By Lauren | March 19, 2008
Well, it’s been an interesting week in the business world, and it’s only Wednesday morning. Remember when Bear Stearn’s Chief Executive Alan Schwartz went on record last week to tell investors that his company was doing just fine despite the subprime mortgage mess? Mere days later, we learned that Bear Stearn was being sold out to rival JP Morgan Chase, one of the few banks that seems to be coming out of the subprime mortgage market collapse in pretty good shape. And not only is Bear Stearn being sold, it’s going for a fire sale price of a mere $2 per share, or about $236 million and change. That’s a bargain – Bear Stearn’s midtown Manhattan headquarters alone has been valued at over $1 billion, a tidy sum that may help JP Morgan Chase cover Bear Stearn’s massive losses.
Wall Street seemed happy with the deal – JP Morgan Chase’s stock price jumped 10% at the news. The Federal Reserve then cut its lending rate to banks by .75%, and created another lending facility for investment banks, presumably to stave off more spectacular crashes like the one Bear Stearn just took. Stocks have rebounded (some), threats of recession have been pushed off for another day (maybe), and all’s right with the world, right?
Well, maybe not.
Before it toppled, Bear Stearn had about 14,000 employees, and it appears that no one is making any special accomodations for them. Every last one of those people was working for a reason and, for most of them, working probably had a lot more to do with making a living than it did with making a killing on Wall Street. (This isn’t the first time we’ve seen employees hurt by management’s irresponsible high rolling: remember the Enron employees who lost their retirement savings on worthless stock options that they were encouraged by their bosses to buy?)
A good friend of mine who works as an investment professional observed that the banks who got embroiled in the subprime mortgage mess were “stretching for yield” to satisfy investors who stridently demanded ever-higher yields on their investments.
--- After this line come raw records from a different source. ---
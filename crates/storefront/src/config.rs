//! Storefront configuration loaded from environment variables.
//!
//! # Environment Variables
//!
//! ## Required
//! - `STOREFRONT_DATABASE_URL` - `PostgreSQL` connection string (falls back
//!   to `DATABASE_URL`)
//! - `STOREFRONT_BASE_URL` - Public URL for the storefront
//!
//! ## Optional
//! - `STOREFRONT_HOST` - Bind address (default: 127.0.0.1)
//! - `STOREFRONT_PORT` - Listen port (default: 3000)
//! - `MEDIA_ROOT` - Directory the media store serves from (default: media)
//! - `SENTRY_DSN` - Sentry error tracking DSN
//! - `SENTRY_ENVIRONMENT` - Sentry environment name
//! - `SENTRY_SAMPLE_RATE` - Error sample rate (default: 1.0)
//! - `SENTRY_TRACES_SAMPLE_RATE` - Tracing sample rate (default: 0.1)

use std::net::{IpAddr, SocketAddr};
use std::path::PathBuf;

use secrecy::SecretString;
use thiserror::Error;

/// Configuration errors that can occur during loading.
#[derive(Debug, Error)]
pub enum ConfigError {
    #[error("Missing environment variable: {0}")]
    MissingEnvVar(String),
    #[error("Invalid environment variable {0}: {1}")]
    InvalidEnvVar(String, String),
}

/// Storefront application configuration.
#[derive(Debug, Clone)]
pub struct StorefrontConfig {
    /// `PostgreSQL` database connection URL (contains password)
    pub database_url: SecretString,
    /// IP address to bind the server to
    pub host: IpAddr,
    /// Port to listen on
    pub port: u16,
    /// Public base URL for the storefront
    pub base_url: String,
    /// Directory uploaded media objects are served from
    pub media_root: PathBuf,
    /// Sentry DSN for error tracking
    pub sentry_dsn: Option<String>,
    /// Sentry environment name
    pub sentry_environment: Option<String>,
    /// Sentry error sample rate
    pub sentry_sample_rate: f32,
    /// Sentry traces sample rate
    pub sentry_traces_sample_rate: f32,
}

impl StorefrontConfig {
    /// Load configuration from environment variables.
    ///
    /// Calls `dotenvy::dotenv()` to load from `.env` file if present.
    ///
    /// # Errors
    ///
    /// Returns `ConfigError` if required variables are missing or invalid.
    pub fn from_env() -> Result<Self, ConfigError> {
        // Load .env file if present (ignore errors if not found)
        let _ = dotenvy::dotenv();

        let database_url = get_database_url("STOREFRONT_DATABASE_URL")?;
        let host = get_env_or_default("STOREFRONT_HOST", "127.0.0.1")
            .parse::<IpAddr>()
            .map_err(|e| {
                ConfigError::InvalidEnvVar("STOREFRONT_HOST".to_string(), e.to_string())
            })?;
        let port = get_env_or_default("STOREFRONT_PORT", "3000")
            .parse::<u16>()
            .map_err(|e| {
                ConfigError::InvalidEnvVar("STOREFRONT_PORT".to_string(), e.to_string())
            })?;
        let base_url = get_required_env("STOREFRONT_BASE_URL")?;
        let media_root = PathBuf::from(get_env_or_default("MEDIA_ROOT", "media"));

        let sentry_dsn = get_optional_env("SENTRY_DSN");
        let sentry_environment = get_optional_env("SENTRY_ENVIRONMENT");
        let sentry_sample_rate = parse_rate("SENTRY_SAMPLE_RATE", 1.0)?;
        let sentry_traces_sample_rate = parse_rate("SENTRY_TRACES_SAMPLE_RATE", 0.1)?;

        Ok(Self {
            database_url,
            host,
            port,
            base_url,
            media_root,
            sentry_dsn,
            sentry_environment,
            sentry_sample_rate,
            sentry_traces_sample_rate,
        })
    }

    /// Returns the socket address for binding the server.
    #[must_use]
    pub const fn socket_addr(&self) -> SocketAddr {
        SocketAddr::new(self.host, self.port)
    }
}

// =============================================================================
// Helper Functions
// =============================================================================

/// Get a required environment variable.
fn get_required_env(key: &str) -> Result<String, ConfigError> {
    std::env::var(key).map_err(|_| ConfigError::MissingEnvVar(key.to_string()))
}

/// Get database URL with fallback to generic `DATABASE_URL` (used by Fly.io postgres attach).
fn get_database_url(primary_key: &str) -> Result<SecretString, ConfigError> {
    // Try primary key first (e.g., STOREFRONT_DATABASE_URL)
    if let Ok(value) = std::env::var(primary_key) {
        return Ok(SecretString::from(value));
    }
    // Fallback to generic DATABASE_URL (set by Fly.io postgres attach)
    if let Ok(value) = std::env::var("DATABASE_URL") {
        return Ok(SecretString::from(value));
    }
    Err(ConfigError::MissingEnvVar(primary_key.to_string()))
}

/// Get an optional environment variable.
fn get_optional_env(key: &str) -> Option<String> {
    std::env::var(key).ok()
}

/// Get an environment variable with a default value.
fn get_env_or_default(key: &str, default: &str) -> String {
    std::env::var(key).unwrap_or_else(|_| default.to_string())
}

/// Parse a sample rate in `[0.0, 1.0]` from the environment.
fn parse_rate(key: &str, default: f32) -> Result<f32, ConfigError> {
    let Some(raw) = get_optional_env(key) else {
        return Ok(default);
    };

    let rate = raw
        .parse::<f32>()
        .map_err(|e| ConfigError::InvalidEnvVar(key.to_string(), e.to_string()))?;

    if !(0.0..=1.0).contains(&rate) {
        return Err(ConfigError::InvalidEnvVar(
            key.to_string(),
            format!("must be between 0.0 and 1.0 (got {rate})"),
        ));
    }

    Ok(rate)
}

#[cfg(test)]
#[allow(clippy::unwrap_used)]
mod tests {
    use super::*;

    #[test]
    fn test_socket_addr() {
        let config = StorefrontConfig {
            database_url: SecretString::from("postgres://localhost/test"),
            host: "127.0.0.1".parse().unwrap(),
            port: 3000,
            base_url: "http://localhost:3000".to_string(),
            media_root: PathBuf::from("media"),
            sentry_dsn: None,
            sentry_environment: None,
            sentry_sample_rate: 1.0,
            sentry_traces_sample_rate: 0.1,
        };

        let addr = config.socket_addr();
        assert_eq!(addr.ip().to_string(), "127.0.0.1");
        assert_eq!(addr.port(), 3000);
    }
}
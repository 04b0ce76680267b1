//! Admin user domain types.
//!
//! These types represent validated domain objects separate from database row
//! types. Any authenticated admin has full catalog access; there is no role
//! model.

use chrono::{DateTime, Utc};

use basha_core::{AdminUserId, Email};

/// An admin panel account (domain type).
#[derive(Debug, Clone)]
pub struct AdminUser {
    /// Unique account ID.
    pub id: AdminUserId,
    /// Account email address.
    pub email: Email,
    /// When the account was created.
    pub created_at: DateTime<Utc>,
    /// When the account was last updated.
    pub updated_at: DateTime<Utc>,
}
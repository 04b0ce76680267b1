//! Unified error handling with Sentry integration.
//!
//! Provides a unified `AppError` type that captures errors to Sentry before
//! responding to the client. All route handlers should return `Result<T, AppError>`.

use axum::{
    http::StatusCode,
    response::{IntoResponse, Response},
};
use thiserror::Error;

use crate::db::RepositoryError;

/// Application-level error type for the storefront.
#[derive(Debug, Error)]
pub enum AppError {
    /// Database operation failed.
    #[error("Database error: {0}")]
    Database(#[from] RepositoryError),

    /// Resource not found.
    #[error("Not found: {0}")]
    NotFound(String),

    /// Internal server error.
    #[error("Internal error: {0}")]
    Internal(String),
}

impl IntoResponse for AppError {
    fn into_response(self) -> Response {
        // Capture server errors to Sentry
        if matches!(self, Self::Database(_) | Self::Internal(_)) {
            let event_id = sentry::capture_error(&self);
            tracing::error!(
                error = %self,
                sentry_event_id = %event_id,
                "Request error"
            );
        }

        let status = match &self {
            Self::Database(_) | Self::Internal(_) => StatusCode::INTERNAL_SERVER_ERROR,
            Self::NotFound(_) => StatusCode::NOT_FOUND,
        };

        // Don't expose internal error details to clients
        let message = match &self {
            Self::Database(_) | Self::Internal(_) => "Internal server error".to_string(),
            Self::NotFound(_) => self.to_string(),
        };

        (status, message).into_response()
    }
}

#[cfg(test)]
mod tests {
    use super::*;

    #[test]
    fn test_app_error_display() {
        let err = AppError::NotFound("product-123".to_string());
        assert_eq!(err.to_string(), "Not found: product-123");
    }

    #[test]
    fn test_app_error_status_codes() {
        fn get_status(err: AppError) -> StatusCode {
            err.into_response().status()
        }

        assert_eq!(
            get_status(AppError::NotFound("test".to_string())),
            StatusCode::NOT_FOUND
        );
        assert_eq!(
            get_status(AppError::Internal("test".to_string())),
            StatusCode::INTERNAL_SERVER_ERROR
        );
    }

    #[test]
    fn test_database_error_hides_details() {
        let err = AppError::Internal("connection refused".to_string());
        let response = err.into_response();
        assert_eq!(response.status(), StatusCode::INTERNAL_SERVER_ERROR);
    }
}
That phrase reminded me of a rubber band being stretched to the point where it snaps back viciously enough to leave bruises. I recognize that CEOs have an obligation to generate acceptable profits for the shareholders who own their companies, but I also think it’s unethical for CEOs to stretch so far to get those profits that they forget the people who keep their companies running. When the rubber band snaps back, it shouldn’t injure the people who can least afford the pain.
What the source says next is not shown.